══ PROVIDED MATERIAL ══

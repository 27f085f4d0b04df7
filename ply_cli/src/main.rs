//! # Ply CLI Application
//!
//! Command-line front end for `ply_core`: reads constituent tables, builds a
//! Halpin-Tsai estimator and prints the effective ply properties as a table
//! or as JSON.
//!
//! ```text
//! ply_cli [--fibers FILE] [--matrices FILE] [--library FILE]
//!         [--fiber NAME] [--matrix NAME]
//!         [--at VF | --range MIN MAX] [--json]
//!         [--save-library FILE] [--user NAME]
//! ```
//!
//! Tables are comma-separated with a header row: 3 columns
//! `name,E,v` for isotropic materials, 6 columns `name,E1,E2,G12,G23,v12`
//! for transversely isotropic ones. Without inputs the Carbon/Epoxy demo runs.
//! `--save-library` holds the target's edit lock for the whole run; a library
//! that is only read is opened even while someone else holds its lock.
//! Set `RUST_LOG=debug` for diagnostics on stderr.

use std::fs;
use std::path::{Path, PathBuf};
use std::process::ExitCode;

use ply_core::composite::{CompositeReport, SweepRow};
use ply_core::file_io::load_library_with_lock_check;
use ply_core::{
    load_library, save_library, Constituent, EffectiveProperty, FileLock, FractionQuery,
    HalpinTsai, IsotropicMaterial, MaterialLibrary, PlyError, PlyResult,
    TransverselyIsotropicMaterial,
};
use tracing::{debug, warn};
use tracing_subscriber::EnvFilter;

const USAGE: &str = "\
Usage: ply_cli [--fibers FILE] [--matrices FILE] [--library FILE]
               [--fiber NAME] [--matrix NAME]
               [--at VF | --range MIN MAX] [--json]
               [--save-library FILE] [--user NAME]";

#[derive(Debug, Default)]
struct Args {
    fibers: Option<PathBuf>,
    matrices: Option<PathBuf>,
    library: Option<PathBuf>,
    save_library: Option<PathBuf>,
    fiber: Option<String>,
    matrix: Option<String>,
    query: Option<FractionQuery>,
    json: bool,
    user: Option<String>,
}

fn main() -> ExitCode {
    tracing_subscriber::fmt()
        .with_env_filter(EnvFilter::try_from_default_env().unwrap_or_else(|_| EnvFilter::new("warn")))
        .with_writer(std::io::stderr)
        .init();

    let raw: Vec<String> = std::env::args().skip(1).collect();
    if raw.iter().any(|a| a == "-h" || a == "--help") {
        println!("{}", USAGE);
        return ExitCode::SUCCESS;
    }

    let result = parse_args(&raw).and_then(|args| run(&args));
    match result {
        Ok(()) => ExitCode::SUCCESS,
        Err(e) => {
            eprintln!("Error: {}", e);
            if let Ok(json) = serde_json::to_string_pretty(&e) {
                eprintln!();
                eprintln!("Error JSON:");
                eprintln!("{}", json);
            }
            if e.is_recoverable() {
                eprintln!();
                eprintln!("Retry once the other session has finished.");
            }
            if matches!(&e, PlyError::InvalidArgument { field, .. } if field == "args") {
                eprintln!();
                eprintln!("{}", USAGE);
            }
            ExitCode::FAILURE
        }
    }
}

fn parse_args(raw: &[String]) -> PlyResult<Args> {
    let mut args = Args::default();
    let mut iter = raw.iter();

    while let Some(flag) = iter.next() {
        let mut value = |name: &str| -> PlyResult<String> {
            iter.next()
                .cloned()
                .ok_or_else(|| usage_error(format!("{} needs a value", name)))
        };
        match flag.as_str() {
            "--fibers" => args.fibers = Some(PathBuf::from(value("--fibers")?)),
            "--matrices" => args.matrices = Some(PathBuf::from(value("--matrices")?)),
            "--library" => args.library = Some(PathBuf::from(value("--library")?)),
            "--save-library" => args.save_library = Some(PathBuf::from(value("--save-library")?)),
            "--fiber" => args.fiber = Some(value("--fiber")?),
            "--matrix" => args.matrix = Some(value("--matrix")?),
            "--user" => args.user = Some(value("--user")?),
            "--json" => args.json = true,
            "--at" => {
                let vf = parse_fraction(&value("--at")?)?;
                args.query = Some(FractionQuery::At(vf));
            }
            "--range" => {
                let min = parse_fraction(&value("--range")?)?;
                let max = parse_fraction(&value("--range")?)?;
                args.query = Some(FractionQuery::Range(min, max));
            }
            other => return Err(usage_error(format!("unknown argument '{}'", other))),
        }
    }

    Ok(args)
}

fn usage_error(reason: String) -> PlyError {
    PlyError::invalid_argument("args", "", reason)
}

fn parse_fraction(s: &str) -> PlyResult<f64> {
    s.trim()
        .parse()
        .map_err(|_| PlyError::invalid_argument("fraction", s, "Not a number"))
}

fn run(args: &Args) -> PlyResult<()> {
    let lock = lock_save_target(args)?;
    let mut library = match &args.library {
        Some(path) if lock.as_ref().is_some_and(|l| l.library_path() == path.as_path()) => {
            load_library(path)?
        }
        Some(path) => open_for_reading(path)?,
        None => MaterialLibrary::new(session_user(args), "Command-line session"),
    };

    let fibers = load_table(args.fibers.as_deref(), &mut library)?;
    let matrices = load_table(args.matrices.as_deref(), &mut library)?;

    if library.material_count() == 0 {
        add_demo_materials(&mut library)?;
    }

    let fiber = pick(&args.fiber, &library.settings.default_fiber, &fibers, "Carbon");
    let matrix = pick(&args.matrix, &library.settings.default_matrix, &matrices, "Epoxy");
    debug!(%fiber, %matrix, "selected constituents");

    let ply = library.estimator_for(&fiber, &matrix)?;

    if let Some(path) = &args.save_library {
        if library.composite(&fiber, &matrix).is_none() {
            library.add_composite(&fiber, &matrix)?;
        }
        save_library(&library, path)?;
    }
    drop(lock);

    let rows = match args.query {
        Some(query) => ply.sweep(query)?,
        None => report_rows(&ply, &library.settings.report_fractions)?,
    };

    if args.json {
        let report = CompositeReport {
            name: ply.name().to_string(),
            fiber: Constituent::clone(ply.fiber()),
            matrix: Constituent::clone(ply.matrix()),
            rows,
        };
        println!("{}", serde_json::to_string_pretty(&report)?);
    } else {
        print_report(&ply, &rows);
    }

    Ok(())
}

/// Take the edit lock on the `--save-library` target before anything is read.
fn lock_save_target(args: &Args) -> PlyResult<Option<FileLock>> {
    args.save_library
        .as_deref()
        .map(|path| FileLock::acquire(path, session_user(args)))
        .transpose()
}

fn open_for_reading(path: &Path) -> PlyResult<MaterialLibrary> {
    let (library, holder) = load_library_with_lock_check(path)?;
    if let Some(holder) = holder {
        warn!(path = %path.display(), user = %holder.user, "library is being edited elsewhere");
        eprintln!(
            "Note: {} is being edited by {} since {}",
            path.display(),
            holder.user,
            holder.locked_at.to_rfc3339()
        );
    }
    Ok(library)
}

fn session_user(args: &Args) -> String {
    args.user
        .clone()
        .or_else(|| std::env::var("USER").ok())
        .or_else(|| std::env::var("USERNAME").ok())
        .unwrap_or_else(|| "ply_cli".to_string())
}

/// Read a CSV table into the library, returning the names it added.
fn load_table(path: Option<&Path>, library: &mut MaterialLibrary) -> PlyResult<Vec<String>> {
    let Some(path) = path else {
        return Ok(Vec::new());
    };
    let contents = fs::read_to_string(path)
        .map_err(|e| PlyError::file_error("read", path.display().to_string(), e.to_string()))?;

    let materials = Constituent::read_from_table(&split_csv(&contents))?;
    let mut names = Vec::with_capacity(materials.len());
    for material in materials {
        names.push(material.name().to_string());
        library.add_material(material)?;
    }
    debug!(path = %path.display(), count = names.len(), "read constituent table");
    Ok(names)
}

fn split_csv(contents: &str) -> Vec<Vec<String>> {
    contents
        .lines()
        .filter(|line| !line.trim().is_empty() && !line.trim_start().starts_with('#'))
        .map(|line| line.split(',').map(|cell| cell.trim().to_string()).collect())
        .collect()
}

fn add_demo_materials(library: &mut MaterialLibrary) -> PlyResult<()> {
    println!("No constituents given; running the Carbon/Epoxy demo.");
    println!();
    library.add_material(
        TransverselyIsotropicMaterial::parse("Carbon", "250", "25", "20", "10", "0.28")?.into(),
    )?;
    library.add_material(IsotropicMaterial::parse("Epoxy", "2.8", "0.3")?.into())?;
    Ok(())
}

fn pick(explicit: &Option<String>, configured: &Option<String>, read: &[String], fallback: &str) -> String {
    explicit
        .clone()
        .or_else(|| configured.clone())
        .or_else(|| read.first().cloned())
        .unwrap_or_else(|| fallback.to_string())
}

fn report_rows(ply: &HalpinTsai, fractions: &[f64]) -> PlyResult<Vec<SweepRow>> {
    let mut rows = Vec::with_capacity(fractions.len());
    for &vf in fractions {
        rows.extend(ply.sweep(FractionQuery::At(vf))?);
    }
    Ok(rows)
}

fn print_report(ply: &HalpinTsai, rows: &[SweepRow]) {
    println!("═══════════════════════════════════════════════════════════════════");
    println!("  {}", ply);
    println!("═══════════════════════════════════════════════════════════════════");
    println!();
    println!("Fiber:  {}", ply.fiber());
    println!("Matrix: {}", ply.matrix());
    println!();

    print!("{:>6}", "Vf");
    for property in EffectiveProperty::ALL {
        print!("  {:>10}", property.symbol());
    }
    println!();

    for row in rows {
        print!("{:>6.2}", row.fiber_volume_fraction);
        for property in EffectiveProperty::ALL {
            print!("  {:>10}", row.get(property).to_string());
        }
        println!();
    }
}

═══

→ **PROBLEM STATEMENT**: Reproduce verbatim the lines above, from the line with "diagnostics on stderr." through the line with "if let Ok(json)".

→ **RESULT FOR THIS TASK**:
//! Set `RUST_LOG=debug` for diagnostics on stderr.

use std::fs;
use std::path::{Path, PathBuf};
use std::process::ExitCode;

use ply_core::composite::{CompositeReport, SweepRow};
use ply_core::file_io::load_library_with_lock_check;
use ply_core::{
    load_library, save_library, Constituent, EffectiveProperty, FileLock, FractionQuery,
    HalpinTsai, IsotropicMaterial, MaterialLibrary, PlyError, PlyResult,
    TransverselyIsotropicMaterial,
};
use tracing::{debug, warn};
use tracing_subscriber::EnvFilter;

const USAGE: &str = "\
Usage: ply_cli [--fibers FILE] [--matrices FILE] [--library FILE]
               [--fiber NAME] [--matrix NAME]
               [--at VF | --range MIN MAX] [--json]
               [--save-library FILE] [--user NAME]";

#[derive(Debug, Default)]
struct Args {
    fibers: Option<PathBuf>,
    matrices: Option<PathBuf>,
    library: Option<PathBuf>,
    save_library: Option<PathBuf>,
    fiber: Option<String>,
    matrix: Option<String>,
    query: Option<FractionQuery>,
    json: bool,
    user: Option<String>,
}

fn main() -> ExitCode {
    tracing_subscriber::fmt()
        .with_env_filter(EnvFilter::try_from_default_env().unwrap_or_else(|_| EnvFilter::new("warn")))
        .with_writer(std::io::stderr)
        .init();

    let raw: Vec<String> = std::env::args().skip(1).collect();
    if raw.iter().any(|a| a == "-h" || a == "--help") {
        println!("{}", USAGE);
        return ExitCode::SUCCESS;
    }

    let result = parse_args(&raw).and_then(|args| run(&args));
    match result {
        Ok(()) => ExitCode::SUCCESS,
        Err(e) => {
            eprintln!("Error: {}", e);
            if let Ok(json) = serde_json::to_string_pretty(&e) {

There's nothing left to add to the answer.